Cet ensemble de luxe pour jeu de cartes L’Hombre a été identifié comme étant celui évoqué par le docteur de Napoléon à Sainte-Hélène, Barry O’Meara, dans son recueil de conversations avec Napoléon, A voice from St.Helena, et censé avoir été reçu le 9 juillet 1817. Selon le docteur irlandais, l’ensemble avait été commandé par Lord Elphinstone afin de l’envoyer à l’Empereur qui avait sauvé de la mort son frère, grièvement blessé et fait prisonnier la veille de Waterloo*.
Le Jeu de l’Hombre est un jeu de cartes à trois joueurs, opposant habituellement un joueur masculin (L’Hombre) à deux joueuses. Inventé en Espagne au XVIIe siècle, très en vogue au XVIIIe siècle, il est reconnu comme étant l’ancêtre du bridge. (L’Académie des jeux anciens est un des sites internet présentant les règles complexes de L’Hombre).
L’ensemble pour jouer parvenu jusqu’à nous, est constitué d’un coffret, quatre boîtes et douze petits plateaux (six rectangulaires, six carrés), tous en laque, et de 120 jetons et fiches en nacre. Les cartes de jeu manquent.
Les jetons et fiches sont ciselés, chaque face est illustrée d’une scène de la vie quotidienne et d’éléments figuratifs du monde végétal et animal, se répétant à l’identique. Sur une des faces de chaque pièce, un N surmonté d’une couronne impériale est représenté au centre de la scène.
Les boîtes, plateaux, jetons et fiches devaient parfaitement s’emboîter pour être rangés dans le coffret.
Les plateaux présentés ici sont destinés à recevoir le talon (les cartes restant après distribution), les cartes échangées et les levées remportées. Chaque joueur recevait 20 jetons circulaires et 9 fiches (1 fiche valant 20 jetons). Dans cet ensemble, les jetons et les fiches sont en nacre, et non en ivoire comme décrit par erreur par O’Meara.

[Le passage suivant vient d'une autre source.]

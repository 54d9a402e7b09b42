//! Shared helpers for integration tests.

#![allow(dead_code)]

use std::sync::OnceLock;

use shithead::cards::{Card, CardId, Rank, Suit};
use shithead::core::{GamePhase, GameState, PlayerId, SeatConfig};
use tracing_subscriber::{fmt, EnvFilter};

static LOGGING: OnceLock<()> = OnceLock::new();

/// Initialize test logging once.
///
/// Level comes from `TEST_LOG`, then `RUST_LOG`, then `warn`.
pub fn init_logging() {
    LOGGING.get_or_init(|| {
        let filter = std::env::var("TEST_LOG")
            .or_else(|_| std::env::var("RUST_LOG"))
            .map(EnvFilter::new)
            .unwrap_or_else(|_| EnvFilter::new("warn"));

        fmt()
            .with_env_filter(filter)
            .with_test_writer()
            .without_time()
            .try_init()
            .ok();
    });
}

/// A card with a synthetic id. Ids only need to be unique within a test.
pub fn card(id: u32, rank: u8) -> Card {
    Card::new(CardId::new(id), Suit::ALL[(id % 4) as usize], Rank(rank))
}

/// Cards with consecutive ids starting at `first_id`.
pub fn cards(first_id: u32, ranks: &[u8]) -> Vec<Card> {
    ranks
        .iter()
        .enumerate()
        .map(|(i, &r)| card(first_id + i as u32, r))
        .collect()
}

pub fn ids(cards: &[Card]) -> Vec<CardId> {
    cards.iter().map(|c| c.id).collect()
}

/// Hand-built game in the `Playing` phase.
///
/// Every seat is human and confirmed, every zone starts empty.
pub struct Table {
    pub state: GameState,
}

impl Table {
    pub fn new(players: usize) -> Self {
        let seats: Vec<SeatConfig> = (0..players)
            .map(|i| SeatConfig::human(format!("p{i}")))
            .collect();
        let mut state = GameState::new(&seats, Vec::new());
        for (_, p) in state.players.iter_mut() {
            p.face_up_confirmed = true;
        }
        state.phase = GamePhase::Playing;
        state.turn_number = 1;
        Self { state }
    }

    pub fn hand(mut self, player: u8, hand: Vec<Card>) -> Self {
        self.state.players[PlayerId::new(player)].hand = hand;
        self
    }

    pub fn face_up(mut self, player: u8, cards: Vec<Card>) -> Self {
        self.state.players[PlayerId::new(player)].face_up = cards;
        self
    }

    pub fn face_down(mut self, player: u8, cards: Vec<Card>) -> Self {
        self.state.players[PlayerId::new(player)].face_down = cards;
        self
    }

    pub fn pile(mut self, pile: Vec<Card>) -> Self {
        self.state.pile = pile.into_iter().collect();
        self
    }

    pub fn deck(mut self, deck: Vec<Card>) -> Self {
        self.state.deck = deck.into_iter().collect();
        self
    }

    pub fn current(mut self, player: u8) -> Self {
        self.state.current_player = PlayerId::new(player);
        self
    }

    pub fn build(self) -> GameState {
        self.state
    }
}

pub fn pile_ranks(state: &GameState) -> Vec<u8> {
    state.pile.iter().map(|c| c.rank.value()).collect()
}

D’après O’Meara, Napoléon avait grandement admiré cet assortiment, ainsi que d’autres pièces reçues en cadeaux comme un jeu d’échecs et son échiquier, et deux corbeilles à ouvrage en ivoire ajouré. Napoléon avait exprimé le souhait d’envoyer les deux boîtes à ouvrage à l’impératrice Marie-Louise, le coffret de jeu de cartes à sa mère, et le jeu d’échecs avec son échiquier à son fils. Bien que nous sachions que O’Meara rendit visite à Madame Mère à Rome en décembre 1819, nous ne sommes pas sûr de la date à laquelle la mère de Napoléon reçut effectivement ce coffret. Giulia Gorgone, dans un article paru dans la RNR en 2002**, estime que cela se passa après la mort de Napoléon. L’ensemble réapparut en 1832 à Rome. Le 21 juillet 1832, le comte Anton Prokesch-Osten, un ami proche du fils de Napoléon à Vienne, rendit visite à Madame Mère qui lui remit le coffret de jeu ainsi qu’une boîte contenant des cheveux de Napoléon, destinés au duc de Reichstadt. Mais la mort du fils de Napoléon survenant le jour suivant, le coffret resta finalement entre les mains de la famille Prokesch-Osten, jusqu’en 1934, quand Mussolini l’acheta pour le Museo Napoleonico et sa nouvelle galerie entièrement dédiée au fils de Napoléon.
Par Giulia Gorgone,
(dir. et trad. Peter Hicks, et Irène Delage), mai 2011
Avec l’aimable collaboration et permission du Museo Napoleonico.
Notes :
* Lady Malcolm, épouse du Grand Amiral Sir Pulteney Malcolm, commandant les forces navales britanniques dans l’Atlantique Sud, est célèbre pour son journal sur l’exil de Napoléon à Sainte-Hélène. Son nom de jeune fille était Elphinstone, famille aristocratique écossaise, elle était la sœur de James (capitaine dans les Hussards) et John (directeur au sein de la Compagnie des Indes Orientales) Elphinstone. Tous trois avaient pour oncle l’amiral Lord Keith, commandant la flotte britannique dans La Manche. L’histoire retient que James Elphinstone fut blessé à Gemappes, la veille de la bataille de Waterloo. Le remarquant, Napoléon demanda à ce que l’on prenne soin de lui. En signe de gratitude, son frère John, alors diplomate à Bombay, commanda et fit envoyer à Napoléon à Sainte-Hélène ce magnifique coffret de jeu, ainsi que deux corbeilles à ouvrage et un jeu d’échec et son échiquier. Malheureusement, le journal de Lady Malcom s’arrête au 3 juillet 1817, ne permettant pas de savoir quand les présents furent reçus. (P. H.)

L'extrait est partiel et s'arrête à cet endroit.